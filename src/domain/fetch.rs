//! Retrieval loop: one overview lookup per symbol with fixed-delay retry.

use crate::domain::stock::StockRecord;
use crate::ports::quote_port::{FetchError, QuotePort};
use std::thread;
use std::time::Duration;
use tracing::{error, info, warn};

/// Attempt budget and pause between attempts for one symbol.
#[derive(Debug, Clone, Copy, PartialEq)]
pub struct RetryPolicy {
    pub attempts: u32,
    pub delay: Duration,
}

impl Default for RetryPolicy {
    fn default() -> Self {
        Self {
            attempts: 3,
            delay: Duration::from_secs(1),
        }
    }
}

/// Records resolved during one pass, in request order, plus the symbols that
/// exhausted their attempt budget.
#[derive(Debug, Clone, Default, PartialEq)]
pub struct FetchOutcome {
    pub records: Vec<StockRecord>,
    pub failed: Vec<String>,
}

impl FetchOutcome {
    /// True when at least one symbol resolved.
    pub fn is_success(&self) -> bool {
        !self.records.is_empty()
    }
}

/// Resolve every symbol in order. Duplicates are fetched again; nothing is
/// deduplicated. A symbol whose attempts are all exhausted yields no record.
pub fn fetch_records(port: &dyn QuotePort, symbols: &[String], policy: &RetryPolicy) -> FetchOutcome {
    let mut outcome = FetchOutcome::default();

    for symbol in symbols {
        match fetch_one(port, symbol, policy) {
            Some(record) => outcome.records.push(record),
            None => outcome.failed.push(symbol.clone()),
        }
    }

    outcome
}

fn fetch_one(port: &dyn QuotePort, symbol: &str, policy: &RetryPolicy) -> Option<StockRecord> {
    let attempts = policy.attempts.max(1);

    for attempt in 1..=attempts {
        let result = port.fetch_overview(symbol).and_then(|payload| {
            StockRecord::from_overview(&payload)
                .ok_or_else(|| FetchError::MissingSymbol(payload.provider_message().map(String::from)))
        });

        match result {
            Ok(record) => {
                info!(symbol, attempt, "fetched overview");
                return Some(record);
            }
            Err(FetchError::Timeout) => {
                warn!(symbol, attempt, attempts, "request timed out");
            }
            Err(FetchError::Status(status)) => {
                warn!(symbol, attempt, attempts, status, "unexpected response status");
            }
            Err(e) => {
                warn!(symbol, attempt, attempts, error = %e, "lookup attempt failed");
            }
        }

        if attempt < attempts && !policy.delay.is_zero() {
            thread::sleep(policy.delay);
        }
    }

    error!(symbol, attempts, "giving up after all attempts failed");
    None
}
//! Tolerant numeric conversion for provider metric fields.
//!
//! The quote provider reports most numbers as JSON strings and uses the
//! literal `"None"` (occasionally `"-"`) when it has no figure. Every value
//! that cannot be read as a finite number collapses to the sentinel `0.0`.

use serde_json::Value;

/// Sentinel stored in a metric field when the provider had no usable figure.
pub const NO_DATA: f64 = 0.0;

const NO_DATA_MARKERS: [&str; 2] = ["None", "-"];

/// Convert a raw provider value into a metric, never failing.
pub fn parse_metric(value: Option<&Value>) -> f64 {
    match value {
        Some(Value::String(raw)) => parse_metric_text(raw),
        Some(Value::Number(n)) => n.as_f64().filter(|v| v.is_finite()).unwrap_or(NO_DATA),
        _ => NO_DATA,
    }
}

/// Convert a raw provider value into display text, never failing.
///
/// Strings are trimmed, numbers and booleans use their JSON form, anything
/// else becomes empty.
pub fn parse_text(value: Option<&Value>) -> String {
    match value {
        Some(Value::String(raw)) => raw.trim().to_string(),
        Some(v @ (Value::Number(_) | Value::Bool(_))) => v.to_string(),
        _ => String::new(),
    }
}

/// Text form of [`parse_metric`].
pub fn parse_metric_text(raw: &str) -> f64 {
    let trimmed = raw.trim();
    if trimmed.is_empty() || NO_DATA_MARKERS.contains(&trimmed) {
        return NO_DATA;
    }
    match trimmed.parse::<f64>() {
        Ok(v) if v.is_finite() => v,
        _ => NO_DATA,
    }
}
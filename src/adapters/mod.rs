//! Concrete adapter implementations for ports.

pub mod alpha_vantage_adapter;
pub mod csv_export_adapter;
pub mod file_config_adapter;
pub mod table_report;
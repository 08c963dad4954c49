//! Export port trait for screened results.

use crate::domain::error::ScreenerError;
use crate::domain::stock::StockRecord;
use std::path::Path;

/// Port for writing the surviving records to a tabular file.
pub trait ExportPort {
    fn export(&self, records: &[StockRecord], path: &Path) -> Result<(), ScreenerError>;
}
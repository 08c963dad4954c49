//! Domain error types.

/// Top-level error type for stockscreen.
#[derive(Debug, thiserror::Error)]
pub enum ScreenerError {
    #[error("config parse error in {file}: {reason}")]
    ConfigParse { file: String, reason: String },

    #[error("invalid config value [{section}] {key}: {reason}")]
    ConfigInvalid {
        section: String,
        key: String,
        reason: String,
    },

    #[error("failed to build HTTP client: {reason}")]
    HttpClient { reason: String },

    #[error("no data retrieved for {requested} symbol(s)")]
    NoData { requested: usize },

    #[error("failed to export to {path}: {reason}")]
    Export { path: String, reason: String },

    #[error(transparent)]
    Io(#[from] std::io::Error),
}

impl ScreenerError {
    /// Process exit status reported for this error.
    pub fn status(&self) -> u8 {
        match self {
            ScreenerError::Io(_) => 1,
            ScreenerError::ConfigParse { .. } | ScreenerError::ConfigInvalid { .. } => 2,
            ScreenerError::HttpClient { .. } => 3,
            ScreenerError::NoData { .. } => 5,
            ScreenerError::Export { .. } => 6,
        }
    }
}

impl From<&ScreenerError> for std::process::ExitCode {
    fn from(err: &ScreenerError) -> Self {
        std::process::ExitCode::from(err.status())
    }
}
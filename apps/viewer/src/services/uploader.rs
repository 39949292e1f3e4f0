// This Source Code Form is subject to the terms of the Mozilla Public
// License, v. 2.0. If a copy of the MPL was not distributed with this
// file, You can obtain one at https://mozilla.org/MPL/2.0/.

//! Floor plan image uploads to the detection backend.

use super::notify::{Notice, Notifier};
use bytes::Bytes;
use image::ImageFormat;
use reqwest::multipart::{Form, Part};
use reqwest::StatusCode;
use serde::Serialize;
use std::future::Future;
use std::path::Path;
use std::sync::atomic::{AtomicBool, Ordering};
use thiserror::Error;

/// Multipart field carrying the image.
pub const FILE_FIELD: &str = "file";

/// An image selected for upload.
#[derive(Debug, Clone)]
pub struct UploadFile {
    pub file_name: String,
    pub content_type: String,
    pub bytes: Bytes,
}

impl UploadFile {
    pub fn new(file_name: impl Into<String>, content_type: impl Into<String>, bytes: Bytes) -> Self {
        Self {
            file_name: file_name.into(),
            content_type: content_type.into(),
            bytes,
        }
    }
}

#[derive(Debug, Error)]
pub enum UploadError {
    #[error("Upload request failed: {0}")]
    Transport(#[from] reqwest::Error),

    #[error("Detection backend returned {0}")]
    Status(StatusCode),
}

#[derive(Debug, Error)]
pub enum PickError {
    #[error("Only PNG and JPEG images can be uploaded: {0}")]
    UnsupportedFormat(String),

    #[error("Cannot read {path}: {source}")]
    Read {
        path: String,
        #[source]
        source: std::io::Error,
    },
}

/// Select a local image the way the browser picker does: PNG or JPEG only,
/// judged by extension.
pub async fn pick_image(path: &Path) -> Result<UploadFile, PickError> {
    let format = ImageFormat::from_path(path)
        .ok()
        .filter(|f| matches!(f, ImageFormat::Png | ImageFormat::Jpeg))
        .ok_or_else(|| PickError::UnsupportedFormat(path.display().to_string()))?;

    let bytes = tokio::fs::read(path).await.map_err(|source| PickError::Read {
        path: path.display().to_string(),
        source,
    })?;

    let file_name = path
        .file_name()
        .map(|n| n.to_string_lossy().into_owned())
        .unwrap_or_else(|| "floorplan".to_string());

    Ok(UploadFile::new(file_name, format.to_mime_type(), Bytes::from(bytes)))
}

/// Delivers an upload to the detection backend.
pub trait UploadTransport: Send + Sync {
    /// Ok only for a 2xx response. The response body is not read.
    fn send(&self, file: &UploadFile) -> impl Future<Output = Result<(), UploadError>> + Send;
}

/// Posts the image as `multipart/form-data` to a fixed endpoint.
#[derive(Debug, Clone)]
pub struct HttpUploadTransport {
    endpoint: String,
    http: reqwest::Client,
}

impl HttpUploadTransport {
    /// No timeout is configured; a request runs until it settles.
    pub fn new(endpoint: &str) -> Self {
        Self {
            endpoint: endpoint.to_string(),
            http: reqwest::Client::new(),
        }
    }
}

impl UploadTransport for HttpUploadTransport {
    async fn send(&self, file: &UploadFile) -> Result<(), UploadError> {
        let part = Part::bytes(file.bytes.to_vec())
            .file_name(file.file_name.clone())
            .mime_str(&file.content_type)?;
        let form = Form::new().part(FILE_FIELD, part);

        let resp = self.http.post(&self.endpoint).multipart(form).send().await?;

        if !resp.status().is_success() {
            return Err(UploadError::Status(resp.status()));
        }
        Ok(())
    }
}

/// How a trigger settled.
#[derive(Debug, Clone, Copy, PartialEq, Eq, Serialize)]
#[serde(rename_all = "snake_case")]
pub enum UploadOutcome {
    /// No file selected; nothing happened.
    Skipped,
    /// Another upload was in flight; nothing happened.
    Busy,
    Succeeded,
    Failed,
}

/// Clears the busy flag on every exit path.
struct BusyGuard<'a>(&'a AtomicBool);

impl<'a> BusyGuard<'a> {
    fn acquire(flag: &'a AtomicBool) -> Option<Self> {
        flag.compare_exchange(false, true, Ordering::AcqRel, Ordering::Acquire)
            .ok()
            .map(|_| Self(flag))
    }
}

impl Drop for BusyGuard<'_> {
    fn drop(&mut self) {
        self.0.store(false, Ordering::Release);
    }
}

/// Single-flight uploader.
///
/// At most one upload runs at a time. Success invokes the caller's callback
/// once and posts one success notice; failure posts one failure notice and
/// never retries.
pub struct Uploader<T> {
    transport: T,
    busy: AtomicBool,
}

impl<T: UploadTransport> Uploader<T> {
    pub fn new(transport: T) -> Self {
        Self {
            transport,
            busy: AtomicBool::new(false),
        }
    }

    #[cfg(test)]
    pub fn transport(&self) -> &T {
        &self.transport
    }

    pub fn is_busy(&self) -> bool {
        self.busy.load(Ordering::Acquire)
    }

    pub async fn upload<N, F>(
        &self,
        selection: Option<&UploadFile>,
        notifier: &N,
        on_success: F,
    ) -> UploadOutcome
    where
        N: Notifier + ?Sized,
        F: FnOnce() + Send,
    {
        let Some(file) = selection else {
            tracing::debug!("Upload triggered without a selected file");
            return UploadOutcome::Skipped;
        };

        let Some(_busy) = BusyGuard::acquire(&self.busy) else {
            tracing::warn!(file_name = %file.file_name, "Upload already in progress");
            return UploadOutcome::Busy;
        };

        tracing::info!(
            file_name = %file.file_name,
            content_type = %file.content_type,
            size = file.bytes.len(),
            "Uploading floor plan"
        );

        match self.transport.send(file).await {
            Ok(()) => {
                tracing::info!(file_name = %file.file_name, "Detection complete");
                on_success();
                notifier.notify(Notice::upload_succeeded());
                UploadOutcome::Succeeded
            }
            Err(e) => {
                tracing::error!(file_name = %file.file_name, error = %e, "Upload failed");
                notifier.notify(Notice::upload_failed());
                UploadOutcome::Failed
            }
        }
    }
}
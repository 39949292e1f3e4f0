// This Source Code Form is subject to the terms of the Mozilla Public
// License, v. 2.0. If a copy of the MPL was not distributed with this
// file, You can obtain one at https://mozilla.org/MPL/2.0/.

//! Floor Plan Geometry
//!
//! Triangle meshes and primitive tessellation for floor plan scenes.
//! Everything here is Y-up: footprints live in the X-Z plane and boxes are
//! extruded along +Y.

pub mod error;
pub mod mesh;
pub mod primitive;
pub mod transform;

// Re-export nalgebra types for convenience
pub use nalgebra::{Matrix4, Point3, Vector3};

pub use error::{Error, Result};
pub use mesh::Mesh;
pub use primitive::{box_mesh, plane_mesh, BoxPrimitive};
pub use transform::{apply_transform, placement_matrix};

WHAT TO WORK ON
Please copy, exactly as written, every line in the listing above from the line with "pub trait UploadTransport: Send" up to and including the line with "impl UploadTransport for".

RESPONSE BELOW
pub trait UploadTransport: Send + Sync {
    /// Ok only for a 2xx response. The response body is not read.
    fn send(&self, file: &UploadFile) -> impl Future<Output = Result<(), UploadError>> + Send;
}

/// Posts the image as `multipart/form-data` to a fixed endpoint.
#[derive(Debug, Clone)]
pub struct HttpUploadTransport {
    endpoint: String,
    http: reqwest::Client,
}

impl HttpUploadTransport {
    /// No timeout is configured; a request runs until it settles.
    pub fn new(endpoint: &str) -> Self {
        Self {
            endpoint: endpoint.to_string(),
            http: reqwest::Client::new(),
        }
    }
}

impl UploadTransport for HttpUploadTransport {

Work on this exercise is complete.